La decisión de Teherán de bloquear el estrecho de Ormuz, reportada por Deutsche Welle tras los ataques conjuntos de Estados Unidos e Israel, trasciende el ámbito militar. Para Colombia, este evento constituye un shock exógeno con transmisión inmediata a la estabilidad macroeconómica y a la arquitectura de seguridad hemisférica. No se trata solo de un conflicto en Medio Oriente, sino de una prueba de estrés simultánea para el Banco de la República y para la Cancillería.
Vulnerabilidad fiscal y dependencia energética
La magnitud del impacto depende de cifras que deben citarse con precisión. Según la Unidad de Planeación Minero-Energética (UPME), Colombia importa aproximadamente el 75% de sus combustibles líquidos, una dependencia que vincula directamente la inflación local con la volatilidad del Brent. Dado que por el estrecho de Ormuz transita cerca del 20% del consumo global de petróleo, cualquier interrupción prolongada genera primas de riesgo que los subsidios domésticos no pueden absorber sin deteriorar las finanzas públicas.
Desde una perspectiva regional, la lección es clara: la geopolítica del Golfo Pérsico se traduce en presión inflacionaria en los Andes con un rezago de semanas. Los organismos multilaterales, incluyendo el Fondo Monetario Internacional, han advertido reiteradamente que los choques de oferta energética son los más difíciles de mitigar con política monetaria convencional. Si la prima de riesgo geopolítica se mantiene elevada durante el tercer trimestre, el espacio fiscal para estimular el crecimiento se reduce drásticamente, independientemente de la voluntad política interna.
El costo de oportunidad de la equidistancia
Más allá de los precios, este conflicto reactiva la tensión estructural en la relación Bogotá-Washington. La administración actual ha privilegiado una diplomacia de “no alineamiento activo” y ha mantenido canales abiertos con regímenes adversarios de Estados Unidos. Sin embargo, cabe preguntarse si esta ambigüedad estratégica es sostenible cuando nuestro principal socio comercial y garante de seguridad enfrenta una amenaza directa a sus cadenas de suministro.
En coyunturas donde la Casa Blanca requiere cohesión hemisférica para asegurar rutas energéticas alternativas, la retórica de equidistancia podría ser interpretada en Washington como una falta de confiabilidad. Esto resulta crítico en momentos de negociación de preferencias comerciales o asistencia técnica. La historia reciente de las relaciones hemisféricas sugiere que, ante crisis de seguridad nacional estadounidense, la región andina suele ser evaluada bajo la lente de la lealtad estratégica.
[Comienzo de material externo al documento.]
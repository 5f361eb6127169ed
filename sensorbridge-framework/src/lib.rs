//! SensorBridge Framework
//!
//! Common abstractions for building bridges that publish sensor telemetry
//! to an MQTT broker.
//!
//! # Overview
//!
//! This framework provides:
//! - [`BridgeConfig`] trait for settings loading and validation
//! - [`BridgeRunner`] for managing bridge lifecycle (startup, shutdown, signal handling)
//! - [`MqttConnection`] and [`Lifecycle`] for the connect/reconnect state machine,
//!   Last-Will registration and re-announcement on every connect
//! - [`Publisher`] for non-blocking publishing through the [`MqttPublish`] seam
//! - [`RateLimiter`] for per-device minimum publish intervals
//! - [`BridgeArgs`] for common CLI argument parsing
//!
//! # Example
//!
//! ```ignore
//! use sensorbridge_framework::{BridgeArgs, BridgeConfig, BridgeRunner};
//!
//! #[tokio::main]
//! async fn main() -> anyhow::Result<()> {
//!     let config = MyBridgeConfig::from_env()?;
//!     let announcer = Arc::new(MyAnnouncer::new(&config));
//!
//!     let mut runner = BridgeRunner::new("mybridge", config, announcer).await?;
//!
//!     // Spawn sensor workers
//!     runner.spawn(my_worker(runner.publisher()));
//!
//!     // Run until Ctrl+C
//!     runner.run().await?;
//!     Ok(())
//! }
//! ```

mod args;
mod config;
mod connection;
mod error;
mod publisher;
mod runner;
mod status;
mod throttle;

pub use args::BridgeArgs;
pub use config::{BridgeConfig, DEFAULT_SHUTDOWN_GRACE, validate_common};
pub use connection::{
    Announcer, Backoff, ConnectionState, ConnectionStatus, Lifecycle, MqttConnection, mqtt_options,
};
pub use error::{BridgeError, Result};
#[cfg(any(test, feature = "test-util"))]
pub use publisher::MemoryPublisher;
pub use publisher::{MqttPublish, OutboundMessage, PublishStats, Publisher, qos_from_level};
pub use runner::BridgeRunner;
pub use status::Availability;
pub use throttle::RateLimiter;

// Re-export commonly used types from sensorbridge-common
pub use sensorbridge_common::{
    AvailabilityPayloads, LoggingConfig, MqttConfig, SensorReading, TopicResolver,
};

// Re-export the MQTT QoS type used throughout the publishing API
pub use rumqttc::QoS;
//! 事件登记
//!
//! 负责事件的创建、患者登记、位置与优先级修改，以及所有事件变更的提交。
//!
//! 每个事件是一个互斥单元（`Arc<Mutex<Occurrence>>`）。变更在副本上完成，
//! 按 校验 → 生成审计事件 → 持久化 → 追加审计 → 替换内存状态 的顺序提交，
//! 任何一步失败时内存状态保持不变。读取方使用已发布的快照，不获取事件锁。

use chrono::{DateTime, Utc};
use samu_core::collaborators::{Collaborators, DirectoryEntry};
use samu_core::{
    AuditEvent, AuditEventKind, Coordinates, NewAuditEvent, NewOccurrence, NewPatient,
    Occurrence, OccurrenceDetail, OccurrenceState, PatientRecord, Priority, Result, SamuError,
};
use serde::{Deserialize, Serialize};
use std::collections::HashMap;
use std::sync::Arc;
use tokio::sync::{Mutex, RwLock};
use uuid::Uuid;

use crate::event_log::EventLog;
use crate::notification::{Audience, Notification, NotificationBus};
use crate::settings::DispatchSettings;
use crate::state_machine::{OccurrenceEvent, OccurrenceStateMachine};

pub(crate) type Cell<T> = Arc<Mutex<T>>;

/// 事件列表过滤器
#[derive(Debug, Clone, Serialize, Deserialize)]
pub struct OccurrenceFilter {
    pub states: Option<Vec<OccurrenceState>>,
    pub priorities: Option<Vec<Priority>>,
    pub regulation_center_id: Option<Uuid>,
    pub created_from: Option<DateTime<Utc>>,
    pub created_to: Option<DateTime<Utc>>,
    pub limit: Option<usize>,
    pub offset: Option<usize>,
}

impl Default for OccurrenceFilter {
    fn default() -> Self {
        Self {
            states: None,
            priorities: None,
            regulation_center_id: None,
            created_from: None,
            created_to: None,
            limit: Some(50),
            offset: Some(0),
        }
    }
}

impl OccurrenceFilter {
    fn matches(&self, occurrence: &Occurrence) -> bool {
        if let Some(states) = &self.states {
            if !states.contains(&occurrence.state) {
                return false;
            }
        }
        if let Some(priorities) = &self.priorities {
            if !priorities.contains(&occurrence.priority) {
                return false;
            }
        }
        if let Some(center) = self.regulation_center_id {
            if occurrence.regulation_center_id != center {
                return false;
            }
        }
        if let Some(from) = self.created_from {
            if occurrence.created_at < from {
                return false;
            }
        }
        if let Some(to) = self.created_to {
            if occurrence.created_at > to {
                return false;
            }
        }
        true
    }
}

/// 事件登记
#[derive(Debug)]
pub struct OccurrenceRegistry {
    cells: RwLock<HashMap<Uuid, Cell<Occurrence>>>,
    published: RwLock<HashMap<Uuid, Occurrence>>,
    patient_index: RwLock<HashMap<Uuid, Uuid>>, // patient_id -> occurrence_id
    state_machine: OccurrenceStateMachine,
    event_log: Arc<EventLog>,
    bus: NotificationBus,
    collaborators: Collaborators,
    settings: DispatchSettings,
}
Un cierre prolongado de Ormuz obligará a Estados Unidos a reasignar recursos navales y diplomáticos. En este contexto, ¿se posicionará Colombia como un aliado funcional en la seguridad energética regional o aceptará un rol periférico en la nueva arquitectura de defensa atlántica? La respuesta definirá el acceso a cooperación técnica y financiamiento en los próximos años.
Realismo institucional frente a la escasez
El escenario actual también invita a revisar la política energética interna. Mientras el mundo se prepara para disrupciones prolongadas en el suministro de hidrocarburos, resulta pertinente cuestionar si desincentivar la exploración doméstica es compatible con la seguridad nacional. La transición energética es necesaria, pero abandonar la soberanía hidrocarburífera en medio de una guerra que redefine los flujos globales de energía constituye un riesgo que pocas economías emergentes pueden asumir.
Defender el Estado de derecho y la independencia judicial implica también proteger la capacidad del Estado para garantizar el abastecimiento básico frente a crisis externas. La soberanía no se ejerce únicamente con discursos de neutralidad moral en foros internacionales, sino con la capacidad técnica y diplomática de blindar la economía nacional ante la volatilidad de los regímenes autoritarios.
El bloqueo de Ormuz recuerda que, en un mundo interconectado, la seguridad de Colombia no empieza en las fronteras nacionales, sino en los corredores marítimos globales y en la solidez de las alianzas estratégicas. Ignorar esta realidad en nombre de una autonomía mal entendida es un lujo que los mercados ya no permiten costear. La navegación de los próximos meses exige pragmatismo atlántico y responsabilidad fiscal, más allá de la coyuntura ideológica.